--- TASK GOAL ---
Without omitting anything, retype the data that follows.

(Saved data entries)

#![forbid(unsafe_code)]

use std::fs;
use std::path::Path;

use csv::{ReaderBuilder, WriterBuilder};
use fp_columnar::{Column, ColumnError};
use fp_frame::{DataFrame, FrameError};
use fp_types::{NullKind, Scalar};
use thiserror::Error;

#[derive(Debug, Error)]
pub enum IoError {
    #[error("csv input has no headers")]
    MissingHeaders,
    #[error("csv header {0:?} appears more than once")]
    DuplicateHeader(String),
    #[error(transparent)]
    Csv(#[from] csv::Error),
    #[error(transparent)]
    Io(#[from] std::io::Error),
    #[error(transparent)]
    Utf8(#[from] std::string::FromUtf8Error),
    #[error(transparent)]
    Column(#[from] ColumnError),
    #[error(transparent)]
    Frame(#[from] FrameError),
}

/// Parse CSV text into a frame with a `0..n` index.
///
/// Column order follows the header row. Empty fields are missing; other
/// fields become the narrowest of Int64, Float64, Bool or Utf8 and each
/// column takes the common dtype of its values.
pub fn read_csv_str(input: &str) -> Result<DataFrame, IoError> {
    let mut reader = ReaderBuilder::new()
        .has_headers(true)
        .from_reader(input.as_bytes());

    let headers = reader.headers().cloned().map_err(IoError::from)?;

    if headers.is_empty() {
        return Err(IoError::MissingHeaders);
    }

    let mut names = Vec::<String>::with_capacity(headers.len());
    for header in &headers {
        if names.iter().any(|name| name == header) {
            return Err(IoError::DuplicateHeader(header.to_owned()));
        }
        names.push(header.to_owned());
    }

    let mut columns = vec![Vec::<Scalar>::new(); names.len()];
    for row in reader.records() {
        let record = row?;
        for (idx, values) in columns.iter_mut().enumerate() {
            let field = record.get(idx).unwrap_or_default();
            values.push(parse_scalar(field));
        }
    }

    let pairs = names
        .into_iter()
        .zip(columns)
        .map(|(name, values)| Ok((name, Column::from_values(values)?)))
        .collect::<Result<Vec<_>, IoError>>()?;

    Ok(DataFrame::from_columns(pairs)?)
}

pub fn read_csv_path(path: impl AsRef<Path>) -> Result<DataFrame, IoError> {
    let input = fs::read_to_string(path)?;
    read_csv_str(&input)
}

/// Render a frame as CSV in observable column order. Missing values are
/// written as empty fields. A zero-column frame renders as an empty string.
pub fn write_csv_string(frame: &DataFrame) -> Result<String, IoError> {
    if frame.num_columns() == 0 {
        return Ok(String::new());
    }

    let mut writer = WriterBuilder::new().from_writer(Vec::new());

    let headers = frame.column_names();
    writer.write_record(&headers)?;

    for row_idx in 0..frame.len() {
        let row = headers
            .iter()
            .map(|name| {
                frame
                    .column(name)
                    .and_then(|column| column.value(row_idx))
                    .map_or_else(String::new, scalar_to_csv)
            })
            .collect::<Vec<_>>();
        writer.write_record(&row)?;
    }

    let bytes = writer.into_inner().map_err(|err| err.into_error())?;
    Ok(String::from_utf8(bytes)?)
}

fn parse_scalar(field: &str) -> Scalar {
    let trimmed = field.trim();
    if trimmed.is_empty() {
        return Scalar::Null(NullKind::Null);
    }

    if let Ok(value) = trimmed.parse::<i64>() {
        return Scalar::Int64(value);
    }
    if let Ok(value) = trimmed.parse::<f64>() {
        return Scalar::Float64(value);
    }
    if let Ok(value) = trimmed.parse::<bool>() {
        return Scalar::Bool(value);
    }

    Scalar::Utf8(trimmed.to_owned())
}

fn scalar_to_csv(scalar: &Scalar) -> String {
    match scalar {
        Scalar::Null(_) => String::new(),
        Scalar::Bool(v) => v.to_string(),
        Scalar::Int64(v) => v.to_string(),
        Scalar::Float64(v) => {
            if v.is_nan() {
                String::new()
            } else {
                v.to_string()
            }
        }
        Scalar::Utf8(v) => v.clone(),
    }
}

--- EXERCISE ANSWER ---
#![forbid(unsafe_code)]

use std::fs;
use std::path::Path;

use csv::{ReaderBuilder, WriterBuilder};
use fp_columnar::{Column, ColumnError};
use fp_frame::{DataFrame, FrameError};
use fp_types::{NullKind, Scalar};
use thiserror::Error;

#[derive(Debug, Error)]
pub enum IoError {
    #[error("csv input has no headers")]
    MissingHeaders,
    #[error("csv header {0:?} appears more than once")]
    DuplicateHeader(String),
    #[error(transparent)]
    Csv(#[from] csv::Error),
    #[error(transparent)]
    Io(#[from] std::io::Error),
    #[error(transparent)]
    Utf8(#[from] std::string::FromUtf8Error),
    #[error(transparent)]
    Column(#[from] ColumnError),
    #[error(transparent)]
    Frame(#[from] FrameError),
}

/// Parse CSV text into a frame with a `0..n` index.
///
/// Column order follows the header row. Empty fields are missing; other
/// fields become the narrowest of Int64, Float64, Bool or Utf8 and each
/// column takes the common dtype of its values.
pub fn read_csv_str(input: &str) -> Result<DataFrame, IoError> {
    let mut reader = ReaderBuilder::new()
        .has_headers(true)
        .from_reader(input.as_bytes());

    let headers = reader.headers().cloned().map_err(IoError::from)?;

    if headers.is_empty() {
        return Err(IoError::MissingHeaders);
    }

    let mut names = Vec::<String>::with_capacity(headers.len());
    for header in &headers {
        if names.iter().any(|name| name == header) {
            return Err(IoError::DuplicateHeader(header.to_owned()));
        }
        names.push(header.to_owned());
    }

    let mut columns = vec![Vec::<Scalar>::new(); names.len()];
    for row in reader.records() {
        let record = row?;
        for (idx, values) in columns.iter_mut().enumerate() {
            let field = record.get(idx).unwrap_or_default();
            values.push(parse_scalar(field));
        }
    }

    let pairs = names
        .into_iter()
        .zip(columns)
        .map(|(name, values)| Ok((name, Column::from_values(values)?)))
        .collect::<Result<Vec<_>, IoError>>()?;

    Ok(DataFrame::from_columns(pairs)?)
}

pub fn read_csv_path(path: impl AsRef<Path>) -> Result<DataFrame, IoError> {
    let input = fs::read_to_string(path)?;
    read_csv_str(&input)
}

/// Render a frame as CSV in observable column order. Missing values are
/// written as empty fields. A zero-column frame renders as an empty string.
pub fn write_csv_string(frame: &DataFrame) -> Result<String, IoError> {
    if frame.num_columns() == 0 {
        return Ok(String::new());
    }

    let mut writer = WriterBuilder::new().from_writer(Vec::new());

    let headers = frame.column_names();
    writer.write_record(&headers)?;

    for row_idx in 0..frame.len() {
        let row = headers
            .iter()
            .map(|name| {
                frame
                    .column(name)
                    .and_then(|column| column.value(row_idx))
                    .map_or_else(String::new, scalar_to_csv)
            })
            .collect::<Vec<_>>();
        writer.write_record(&row)?;
    }

    let bytes = writer.into_inner().map_err(|err| err.into_error())?;
    Ok(String::from_utf8(bytes)?)
}

fn parse_scalar(field: &str) -> Scalar {
    let trimmed = field.trim();
    if trimmed.is_empty() {
        return Scalar::Null(NullKind::Null);
    }

    if let Ok(value) = trimmed.parse::<i64>() {
        return Scalar::Int64(value);
    }
    if let Ok(value) = trimmed.parse::<f64>() {
        return Scalar::Float64(value);
    }
    if let Ok(value) = trimmed.parse::<bool>() {
        return Scalar::Bool(value);
    }

    Scalar::Utf8(trimmed.to_owned())
}

fn scalar_to_csv(scalar: &Scalar) -> String {
    match scalar {
        Scalar::Null(_) => String::new(),
        Scalar::Bool(v) => v.to_string(),
        Scalar::Int64(v) => v.to_string(),
        Scalar::Float64(v) => {
            if v.is_nan() {
                String::new()
            } else {
                v.to_string()
            }
        }
        Scalar::Utf8(v) => v.clone(),
    }
}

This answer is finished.